Although the baseline SBPs and echo LVMIs were very similar, there was a small imbalance between the baseline CMR LVMIs. Although this is unfortunate, the difference between baseline CMR LVMIs was not statistically significant (p = 0.114), and statistical confidence in a true treatment effect (p = 0.014) was roughly 10 times greater. In addition, regression to the mean is unlikely here as, in the placebo group, both absolute SBP and CMR LVMI changed very little over the course of the study.
It should be noted that the TTE-derived baseline mean LVMI is higher, in both groups, than the CMR-derived LVMI. Data on this common finding have been published previously, and are the result of the different methods by which LVM is estimated.28 The TTE method described earlier makes large geometric assumptions and is based on two-dimensional data, whereas the CMR method makes fewer geometric assumptions and is calculated from three-dimensional data.29 This difference persists even with other TTE-based methods of LVMI estimation such as the truncated ellipse and area-length methods.30 However, this was a proof of principle study designed to establish if lowering an already below-target office SBP would lead to an intraindividual reduction in LVMI and, therefore, it can be argued that the baseline absolute CMR LVMI is not crucial, especially since LVM is a continuous risk factor rather than one that only occurs above an arbitrary threshold value. Far fewer recruits are needed to achieve sufficient statistical power using CMR LVMI than TTE LVMI, therefore CMR is now the gold standard used in trials designed to detect changes in LVMI. However, we chose to use TTE-derived LVMI as our definition of LVH for recruitment purposes for two good reasons. First, it is the most commonly used method of defining LVH in routine clinical practice. Second, TTE-derived LVMI has been used in all large epidemiological studies (for example, Framingham) to identify those at high cardiovascular risk.1
One limitation of our study is the small numbers. Despite that, our primary endpoint (LV mass) had a p value of 0.014, meaning that there was only a 1.4% chance that our results could have occurred by pure chance. This is well below (72% below) the conventional significance level of p = 0.05, which means that there is a 5% chance that any given result occurred purely by chance. Another factor bolstering the credibility of our results is that the direction of our results is what would be expected from first principles—that is, a lower BP would be expected to regress LV mass, which makes our results not only biologically plausible but biologically expected. This, along with only a 1.4% chance that our results arose purely by chance, helps reassure us that our main result is genuine despite the small numbers.
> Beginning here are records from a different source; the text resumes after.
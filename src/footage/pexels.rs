//! Pexels video search

use async_trait::async_trait;
use bytes::Bytes;
use reqwest::Client;
use serde::Deserialize;
use tracing::{debug, instrument};

use super::scoring::{FootageCandidate, Rendition};
use super::{FootageProvider, Orientation};
use crate::config::FootageConfig;
use crate::error::{DownloadError, ProviderError};
use crate::http_client::{build_client, check_status, download};

const PROVIDER: &str = "pexels";

pub struct PexelsProvider {
    client: Client,
    api_key: Option<String>,
    api_base: String,
    min_duration: u32,
}

impl PexelsProvider {
    pub fn new(config: &FootageConfig) -> Result<Self, ProviderError> {
        Ok(Self {
            client: build_client(PROVIDER)?,
            api_key: config.api_key.clone(),
            api_base: config.api_base.trim_end_matches('/').to_string(),
            min_duration: config.min_duration_secs.ceil() as u32,
        })
    }
}

#[derive(Debug, Deserialize)]
struct SearchResponse {
    #[serde(default)]
    videos: Vec<PexelsVideo>,
}

#[derive(Debug, Deserialize)]
struct PexelsVideo {
    id: u64,
    #[serde(default)]
    url: String,
    #[serde(default)]
    width: u32,
    #[serde(default)]
    height: u32,
    #[serde(default)]
    duration: f64,
    #[serde(default)]
    video_files: Vec<PexelsFile>,
}

#[derive(Debug, Deserialize)]
struct PexelsFile {
    link: String,
    quality: Option<String>,
    width: Option<u32>,
    height: Option<u32>,
    fps: Option<f64>,
}

impl From<PexelsVideo> for FootageCandidate {
    fn from(v: PexelsVideo) -> Self {
        Self {
            id: v.id.to_string(),
            source_url: v.url,
            width: v.width,
            height: v.height,
            duration: v.duration,
            renditions: v
                .video_files
                .into_iter()
                .map(|f| Rendition {
                    url: f.link,
                    width: f.width.unwrap_or(0),
                    height: f.height.unwrap_or(0),
                    fps: f.fps,
                    quality: f.quality,
                })
                .collect(),
        }
    }
}

#[async_trait]
impl FootageProvider for PexelsProvider {
    fn name(&self) -> &'static str {
        PROVIDER
    }

    #[instrument(skip(self))]
    async fn search(
        &self,
        query: &str,
        orientation: Orientation,
        page_size: usize,
    ) -> Result<Vec<FootageCandidate>, ProviderError> {
        let api_key = self.api_key.as_deref().ok_or_else(|| ProviderError::NotConfigured {
            provider: PROVIDER,
            message: "PEXELS_API_KEY is not set".to_string(),
        })?;

        let response = self
            .client
            .get(format!("{}/videos/search", self.api_base))
            .header("Authorization", api_key)
            .query(&[
                ("query", query.to_string()),
                ("orientation", orientation.as_str().to_string()),
                ("size", "large".to_string()),
                ("per_page", page_size.to_string()),
                ("min_duration", self.min_duration.to_string()),
            ])
            .send()
            .await
            .map_err(|source| ProviderError::Http { provider: PROVIDER, source })?;
        let response = check_status(PROVIDER, response).await?;

        let parsed: SearchResponse = response
            .json()
            .await
            .map_err(|e| ProviderError::malformed(PROVIDER, e.to_string()))?;

        debug!(results = parsed.videos.len(), "Search complete");
        Ok(parsed.videos.into_iter().map(FootageCandidate::from).collect())
    }

    async fn fetch(&self, url: &str) -> Result<Bytes, DownloadError> {
        download(&self.client, url).await
    }
}

#[cfg(test)]
mod tests {
    use super::*;

    #[test]
    fn test_search_response_maps_to_candidates() {
        let json = r#"{
            "page": 1,
            "per_page": 2,
            "videos": [{
                "id": 857251,
                "width": 1080,
                "height": 1920,
                "url": "https://www.pexels.com/video/857251/",
                "duration": 12,
                "video_files": [
                    {"id": 1, "quality": "hd", "file_type": "video/mp4", "width": 1080, "height": 1920, "fps": 29.97, "link": "https://player.example/hd.mp4"},
                    {"id": 2, "quality": null, "file_type": "video/mp4", "width": null, "height": null, "fps": null, "link": "https://player.example/hls.m3u8"}
                ]
            }]
        }"#;
        let parsed: SearchResponse = serde_json::from_str(json).unwrap();
        let candidates: Vec<FootageCandidate> = parsed.videos.into_iter().map(FootageCandidate::from).collect();

        assert_eq!(candidates.len(), 1);
        let c = &candidates[0];
        assert_eq!(c.id, "857251");
        assert!((c.duration - 12.0).abs() < f64::EPSILON);
        assert_eq!(c.renditions.len(), 2);
        assert_eq!(c.renditions[0].quality.as_deref(), Some("hd"));
        assert_eq!(c.renditions[1].width, 0);
    }

    #[test]
    fn test_empty_search_response() {
        let parsed: SearchResponse = serde_json::from_str(r#"{"page":1}"#).unwrap();
        assert!(parsed.videos.is_empty());
    }

    #[tokio::test]
    async fn test_search_without_key_is_not_configured() {
        let provider = PexelsProvider::new(&FootageConfig::default()).unwrap();
        let err = provider.search("sunset", Orientation::Portrait, 10).await.unwrap_err();
        assert!(matches!(err, ProviderError::NotConfigured { .. }));
    }
}
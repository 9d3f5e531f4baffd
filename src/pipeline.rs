//! Stage sequencing for one video
//!
//! Speech synthesis, then timestamp resolution, then footage acquisition and
//! caption compilation side by side, then assembly. Every artifact of a job
//! lands in `<output dir>/<job id>/`.

use std::path::{Path, PathBuf};
use std::sync::Arc;

use serde::{Deserialize, Serialize};
use tracing::{debug, info, instrument, warn};

use crate::assembler::{AssemblyInput, MediaAssembler};
use crate::captions::{AssWriter, SubtitleCompiler};
use crate::config::{Config, TranscriptionBackend};
use crate::error::{ProviderError, Result};
use crate::footage::{FootageProvider, FootageStage, PexelsProvider};
use crate::job::GenerationRequest;
use crate::media::{FfmpegTranscoder, FfprobeProbe, MediaProbe, Transcoder};
use crate::speech::{ElevenLabsProvider, SpeechProvider, SpeechStage};
use crate::timestamps::{OpenAiTranscriber, TimestampResolver, TranscriptionProvider, WhisperCli};
use crate::timing::WordTiming;

pub const DEGRADED_FALLBACK_VOICE: &str = "fallback voice";
pub const DEGRADED_UNIFORM_TIMING: &str = "uniform timing";
pub const DEGRADED_SOLID_BACKGROUND: &str = "solid background";

/// External collaborators the pipeline talks to.
pub struct Ports {
    pub speech: Arc<dyn SpeechProvider>,
    /// Tried in order after provider-native timing
    pub transcribers: Vec<Arc<dyn TranscriptionProvider>>,
    pub footage: Arc<dyn FootageProvider>,
    pub transcoder: Arc<dyn Transcoder>,
    pub probe: Arc<dyn MediaProbe>,
}

impl Ports {
    /// Real providers as described by `config`.
    pub fn from_config(config: &Config) -> std::result::Result<Self, ProviderError> {
        let mut transcribers: Vec<Arc<dyn TranscriptionProvider>> = Vec::new();
        for backend in &config.transcription.backends {
            match backend {
                TranscriptionBackend::Openai => {
                    transcribers.push(Arc::new(OpenAiTranscriber::new(&config.transcription)?));
                }
                TranscriptionBackend::WhisperCli => {
                    transcribers.push(Arc::new(WhisperCli::new(&config.transcription)));
                }
            }
        }

        Ok(Self {
            speech: Arc::new(ElevenLabsProvider::new(&config.speech)?),
            transcribers,
            footage: Arc::new(PexelsProvider::new(&config.footage)?),
            transcoder: Arc::new(FfmpegTranscoder::new(&config.tools.ffmpeg_path)),
            probe: Arc::new(FfprobeProbe::new(&config.tools.ffprobe_path)),
        })
    }
}

/// Intermediate artifacts of one running job. Never shared between jobs.
#[derive(Debug)]
pub struct PipelineContext {
    pub job_id: String,
    pub work_dir: PathBuf,
    pub audio_path: PathBuf,
    /// Narration length, after any tempo change
    pub duration: f64,
    pub timings: Vec<WordTiming>,
    pub clips: Vec<PathBuf>,
    pub captions_path: PathBuf,
    pub degraded: Vec<String>,
}

impl PipelineContext {
    fn new(job_id: &str, output_dir: &Path) -> Self {
        let work_dir = output_dir.join(job_id);
        Self {
            job_id: job_id.to_string(),
            captions_path: work_dir.join("captions.ass"),
            audio_path: work_dir.join("narration.wav"),
            work_dir,
            duration: 0.0,
            timings: Vec::new(),
            clips: Vec::new(),
            degraded: Vec::new(),
        }
    }

    fn degrade(&mut self, note: &str) {
        warn!(job_id = %self.job_id, "Degraded: {note}");
        self.degraded.push(note.to_string());
    }
}

/// What a successful run produced.
#[derive(Debug, Clone, PartialEq, Serialize, Deserialize)]
pub struct PipelineOutcome {
    pub video_path: PathBuf,
    pub audio_path: PathBuf,
    pub duration: f64,
    /// Fallbacks taken along the way
    pub degraded: Vec<String>,
}

pub struct Pipeline {
    speech: SpeechStage,
    timestamps: TimestampResolver,
    footage: FootageStage,
    compiler: SubtitleCompiler,
    writer: AssWriter,
    assembler: MediaAssembler,
    output_dir: PathBuf,
}

impl Pipeline {
    /// Pipeline with the real providers.
    pub fn from_config(config: &Config) -> std::result::Result<Self, ProviderError> {
        Ok(Self::with_ports(config, Ports::from_config(config)?))
    }

    pub fn with_ports(config: &Config, ports: Ports) -> Self {
        let speech = SpeechStage::new(
            ports.speech,
            Arc::clone(&ports.transcoder),
            ports.probe,
            &config.speech.voice_id,
            &config.speech.fallback_voice_id,
        )
        .with_silent_secs(config.speech.silent_narration_secs);

        Self {
            speech,
            timestamps: TimestampResolver::new(ports.transcribers),
            footage: FootageStage::new(ports.footage, config.footage.clone(), config.canvas),
            compiler: SubtitleCompiler::new(config.captions.group_size),
            writer: AssWriter::new(&config.canvas, &config.captions),
            assembler: MediaAssembler::new(
                ports.transcoder,
                config.canvas,
                config.audio,
                config.footage.unit_clip_secs,
            ),
            output_dir: config.output.dir.clone(),
        }
    }

    #[must_use]
    pub fn output_dir(&self) -> &Path {
        &self.output_dir
    }

    /// Where the finished video of `job_id` is written.
    #[must_use]
    pub fn final_output(&self, job_id: &str) -> PathBuf {
        self.output_dir.join(job_id).join("final.mp4")
    }

    /// Remove whatever a failed or abandoned run left at the final output.
    pub async fn discard_output(&self, job_id: &str) {
        let output = self.final_output(job_id);
        match tokio::fs::remove_file(&output).await {
            Ok(()) => debug!(job_id, path = %output.display(), "Removed partial output"),
            Err(e) if e.kind() == std::io::ErrorKind::NotFound => {}
            Err(e) => warn!(job_id, path = %output.display(), "Could not remove partial output: {e}"),
        }
    }

    /// Run every stage for `job_id`.
    #[instrument(skip(self, request), fields(topic = %request.topic))]
    pub async fn run(&self, job_id: &str, request: &GenerationRequest) -> Result<PipelineOutcome> {
        let mut ctx = PipelineContext::new(job_id, &self.output_dir);
        tokio::fs::create_dir_all(&ctx.work_dir).await?;

        let narration = self.speech.run(&request.script, &request.voice, &ctx.work_dir).await?;
        if narration.used_fallback_voice {
            ctx.degrade(DEGRADED_FALLBACK_VOICE);
        }
        ctx.audio_path.clone_from(&narration.audio_path);
        ctx.duration = narration.duration;

        let resolved = self.timestamps.resolve(&request.script, &narration).await;
        if resolved.is_uniform() {
            ctx.degrade(DEGRADED_UNIFORM_TIMING);
        }
        ctx.timings = resolved.timings;

        let track = self.compiler.compile(&ctx.timings, &request.script, ctx.duration);
        let (selection, written) = tokio::join!(
            self.footage.run(ctx.duration, request.footage_query.as_deref(), &ctx.work_dir),
            self.writer.write_to_file(&track, &ctx.captions_path),
        );
        written?;
        info!(job_id, query = %selection.query, clips = selection.clips.len(), events = track.events.len(), "Footage and captions ready");

        ctx.clips = selection.clips;
        if ctx.clips.is_empty() {
            ctx.degrade(DEGRADED_SOLID_BACKGROUND);
        }

        self.assemble(ctx, request).await
    }

    async fn assemble(&self, ctx: PipelineContext, request: &GenerationRequest) -> Result<PipelineOutcome> {
        let output = self.final_output(&ctx.job_id);

        let input = AssemblyInput {
            narration: &ctx.audio_path,
            duration: ctx.duration,
            clips: &ctx.clips,
            captions: &ctx.captions_path,
            music: request.music.as_deref(),
            work_dir: &ctx.work_dir,
            output: &output,
        };

        let video_path = match self.assembler.assemble(&input).await {
            Ok(path) => path,
            Err(e) => {
                self.discard_output(&ctx.job_id).await;
                return Err(e);
            }
        };

        Ok(PipelineOutcome {
            video_path,
            audio_path: ctx.audio_path,
            duration: ctx.duration,
            degraded: ctx.degraded,
        })
    }
}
In conclusion, we have shown that BP reduction (−9 mm Hg) of an already below-target BP can indeed lead to reduction in LVMI in patients with LVH. We acknowledge our cohort, although adequately powered, is small and further larger studies are required to confirm our findings. If confirmed, a large randomised control trial is needed to see if this strategy really does reduce cardiovascular events in this particular high-risk group of patients. Additionally, the study suggests that general BP targets may not be ideal for high-risk individuals already with target organ damage, since an individualised lower BP target here was able to regress target organ damage (LVH).
Funding Chief Scientist Office, Scotland.
Competing interests None.
The authors had full access to the data and take responsibility for their integrity. All authors have read and agree to the manuscript as written.
Provenance and Peer review Not commissioned; externally peer reviewed.